use std::collections::HashMap;
use std::sync::{RwLock, RwLockReadGuard, RwLockWriteGuard};
use std::time::{SystemTime, UNIX_EPOCH};

use snafu::OptionExt;

use super::error::{LockPoisonedSnafu, NotFoundSnafu, StorageResult};
use super::ids::SessionId;
use super::types::{JobBookmarks, NewTurn, SessionRecord, Turn};
use super::{BookmarkStore, SessionStore, TurnStore};

#[derive(Debug, Default)]
struct SessionEntry {
    created_at_unix_seconds: u64,
    last_seen_unix_seconds: u64,
    turns: Vec<Turn>,
    bookmarks: JobBookmarks,
}

impl SessionEntry {
    fn new(now: u64) -> Self {
        Self {
            created_at_unix_seconds: now,
            last_seen_unix_seconds: now,
            ..Self::default()
        }
    }

    fn record(&self, id: SessionId) -> SessionRecord {
        SessionRecord {
            id,
            turn_count: self.turns.len(),
            created_at_unix_seconds: self.created_at_unix_seconds,
            last_seen_unix_seconds: self.last_seen_unix_seconds,
        }
    }
}

/// Process-local store. Everything lives as long as the server process (or until evicted).
#[derive(Debug, Default)]
pub struct MemoryStorage {
    sessions: RwLock<HashMap<SessionId, SessionEntry>>,
}

impl MemoryStorage {
    pub fn new() -> Self {
        Self::default()
    }

    fn read(
        &self,
        stage: &'static str,
    ) -> StorageResult<RwLockReadGuard<'_, HashMap<SessionId, SessionEntry>>> {
        self.sessions
            .read()
            .map_err(|_| LockPoisonedSnafu { stage }.build())
    }

    fn write(
        &self,
        stage: &'static str,
    ) -> StorageResult<RwLockWriteGuard<'_, HashMap<SessionId, SessionEntry>>> {
        self.sessions
            .write()
            .map_err(|_| LockPoisonedSnafu { stage }.build())
    }

    fn with_entry<T>(
        &self,
        session_id: SessionId,
        stage: &'static str,
        apply: impl FnOnce(&mut SessionEntry) -> T,
    ) -> StorageResult<T> {
        let mut sessions = self.write(stage)?;
        let entry = sessions.get_mut(&session_id).context(NotFoundSnafu {
            stage,
            entity: "session",
            id: session_id.to_string(),
        })?;
        entry.last_seen_unix_seconds = unix_timestamp_seconds();
        Ok(apply(entry))
    }
}

impl SessionStore for MemoryStorage {
    fn create_session(&self) -> StorageResult<SessionRecord> {
        let session_id = SessionId::new_v7();
        let entry = SessionEntry::new(unix_timestamp_seconds());
        let record = entry.record(session_id);
        self.write("create-session")?.insert(session_id, entry);
        tracing::debug!(session_id = %session_id, "session created");
        Ok(record)
    }

    fn open_session(&self, session_id: SessionId) -> StorageResult<SessionRecord> {
        let now = unix_timestamp_seconds();
        let mut sessions = self.write("open-session")?;
        let entry = sessions.entry(session_id).or_insert_with(|| {
            tracing::debug!(session_id = %session_id, "session created on first contact");
            SessionEntry::new(now)
        });
        entry.last_seen_unix_seconds = now;
        Ok(entry.record(session_id))
    }

    fn get_session(&self, session_id: SessionId) -> StorageResult<Option<SessionRecord>> {
        Ok(self
            .read("get-session")?
            .get(&session_id)
            .map(|entry| entry.record(session_id)))
    }

    fn list_idle_sessions(&self, cutoff_unix_seconds: u64) -> StorageResult<Vec<SessionId>> {
        let mut idle = self
            .read("list-idle-sessions")?
            .iter()
            .filter(|(_, entry)| entry.last_seen_unix_seconds < cutoff_unix_seconds)
            .map(|(session_id, _)| *session_id)
            .collect::<Vec<_>>();
        idle.sort();
        Ok(idle)
    }

    fn remove_session(&self, session_id: SessionId) -> StorageResult<bool> {
        Ok(self
            .write("remove-session")?
            .remove(&session_id)
            .is_some())
    }
}

impl TurnStore for MemoryStorage {
    fn append_turn(&self, session_id: SessionId, input: NewTurn) -> StorageResult<Turn> {
        self.with_entry(session_id, "append-turn", |entry| {
            let turn = Turn {
                seq: entry.turns.len() as u64,
                role: input.role,
                content: input.content,
                had_image: input.had_image,
                created_at_unix_seconds: unix_timestamp_seconds(),
            };
            entry.turns.push(turn.clone());
            turn
        })
    }

    fn list_turns(&self, session_id: SessionId) -> StorageResult<Vec<Turn>> {
        let sessions = self.read("list-turns")?;
        let entry = sessions.get(&session_id).context(NotFoundSnafu {
            stage: "list-turns",
            entity: "session",
            id: session_id.to_string(),
        })?;
        Ok(entry.turns.clone())
    }
}

impl BookmarkStore for MemoryStorage {
    fn save_job(&self, session_id: SessionId, job_id: u32) -> StorageResult<bool> {
        self.with_entry(session_id, "save-job", |entry| {
            push_unique(&mut entry.bookmarks.saved, job_id)
        })
    }

    fn apply_job(&self, session_id: SessionId, job_id: u32) -> StorageResult<bool> {
        self.with_entry(session_id, "apply-job", |entry| {
            push_unique(&mut entry.bookmarks.applied, job_id)
        })
    }

    fn bookmarks(&self, session_id: SessionId) -> StorageResult<JobBookmarks> {
        let sessions = self.read("list-bookmarks")?;
        let entry = sessions.get(&session_id).context(NotFoundSnafu {
            stage: "list-bookmarks",
            entity: "session",
            id: session_id.to_string(),
        })?;
        Ok(entry.bookmarks.clone())
    }
}

fn push_unique(ids: &mut Vec<u32>, job_id: u32) -> bool {
    if ids.contains(&job_id) {
        return false;
    }
    ids.push(job_id);
    true
}

pub(crate) fn unix_timestamp_seconds() -> u64 {
    SystemTime::now()
        .duration_since(UNIX_EPOCH)
        .map_or(0, |duration| duration.as_secs())
}

#[cfg(test)]
mod tests {
    use super::*;
    use crate::{Role, StorageError};

    #[test]
    fn open_session_creates_empty_history_once() {
        let storage = MemoryStorage::new();
        let session_id = SessionId::new_v7();

        let first = storage.open_session(session_id).expect("open");
        storage
            .append_turn(session_id, NewTurn::user("hi", false))
            .expect("append");
        let second = storage.open_session(session_id).expect("reopen");

        assert_eq!(first.turn_count, 0);
        assert_eq!(second.turn_count, 1);
        assert_eq!(first.created_at_unix_seconds, second.created_at_unix_seconds);
    }

    #[test]
    fn turns_keep_append_order_and_sequence() {
        let storage = MemoryStorage::new();
        let session = storage.create_session().expect("create");

        storage
            .append_turn(session.id, NewTurn::user("What is F-2?", true))
            .expect("user turn");
        storage
            .append_turn(session.id, NewTurn::assistant("A residence visa."))
            .expect("assistant turn");

        let turns = storage.list_turns(session.id).expect("list");
        assert_eq!(
            turns
                .iter()
                .map(|turn| (turn.seq, turn.role, turn.had_image))
                .collect::<Vec<_>>(),
            vec![(0, Role::User, true), (1, Role::Assistant, false)]
        );
    }

    #[test]
    fn store_does_not_enforce_alternation() {
        let storage = MemoryStorage::new();
        let session = storage.create_session().expect("create");

        storage
            .append_turn(session.id, NewTurn::assistant("welcome"))
            .expect("assistant first");
        storage
            .append_turn(session.id, NewTurn::assistant("again"))
            .expect("assistant twice");

        assert_eq!(storage.list_turns(session.id).expect("list").len(), 2);
    }

    #[test]
    fn unknown_session_is_not_found() {
        let storage = MemoryStorage::new();
        let error = storage
            .append_turn(SessionId::new_v7(), NewTurn::user("hi", false))
            .expect_err("unknown session");

        assert!(matches!(
            error,
            StorageError::NotFound {
                entity: "session",
                ..
            }
        ));
    }

    #[test]
    fn bookmarks_are_deduplicated_per_action() {
        let storage = MemoryStorage::new();
        let session = storage.create_session().expect("create");

        assert!(storage.save_job(session.id, 11).expect("save"));
        assert!(!storage.save_job(session.id, 11).expect("save again"));
        assert!(storage.save_job(session.id, 3).expect("save other"));
        assert!(storage.apply_job(session.id, 11).expect("apply"));

        let bookmarks = storage.bookmarks(session.id).expect("bookmarks");
        assert_eq!(bookmarks.saved, vec![11, 3]);
        assert_eq!(bookmarks.applied, vec![11]);
    }

    #[test]
    fn idle_sessions_are_listed_and_removable() {
        let storage = MemoryStorage::new();
        let session = storage.create_session().expect("create");

        assert!(storage.list_idle_sessions(0).expect("none idle").is_empty());

        let cutoff = unix_timestamp_seconds() + 10;
        assert_eq!(
            storage.list_idle_sessions(cutoff).expect("idle"),
            vec![session.id]
        );
        assert!(storage.remove_session(session.id).expect("remove"));
        assert!(storage.get_session(session.id).expect("get").is_none());
    }

    #[test]
    fn session_id_round_trips_through_text() {
        let session_id = SessionId::new_v7();
        let parsed: SessionId = session_id.to_string().parse().expect("parse");
        assert_eq!(parsed, session_id);
        assert!(SessionId::parse("not-a-uuid").is_err());

        let json = serde_json::to_string(&session_id).expect("serialize");
        assert_eq!(json, format!("\"{session_id}\""));
    }
}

+ + + +

[Task requirements] Wherever "first" turns up in the records, copy the whole line.

[Output of the task]
            tracing::debug!(session_id = %session_id, "session created on first contact");
        let first = storage.open_session(session_id).expect("open");
        assert_eq!(first.turn_count, 0);
        assert_eq!(first.created_at_unix_seconds, second.created_at_unix_seconds);
            .expect("assistant first");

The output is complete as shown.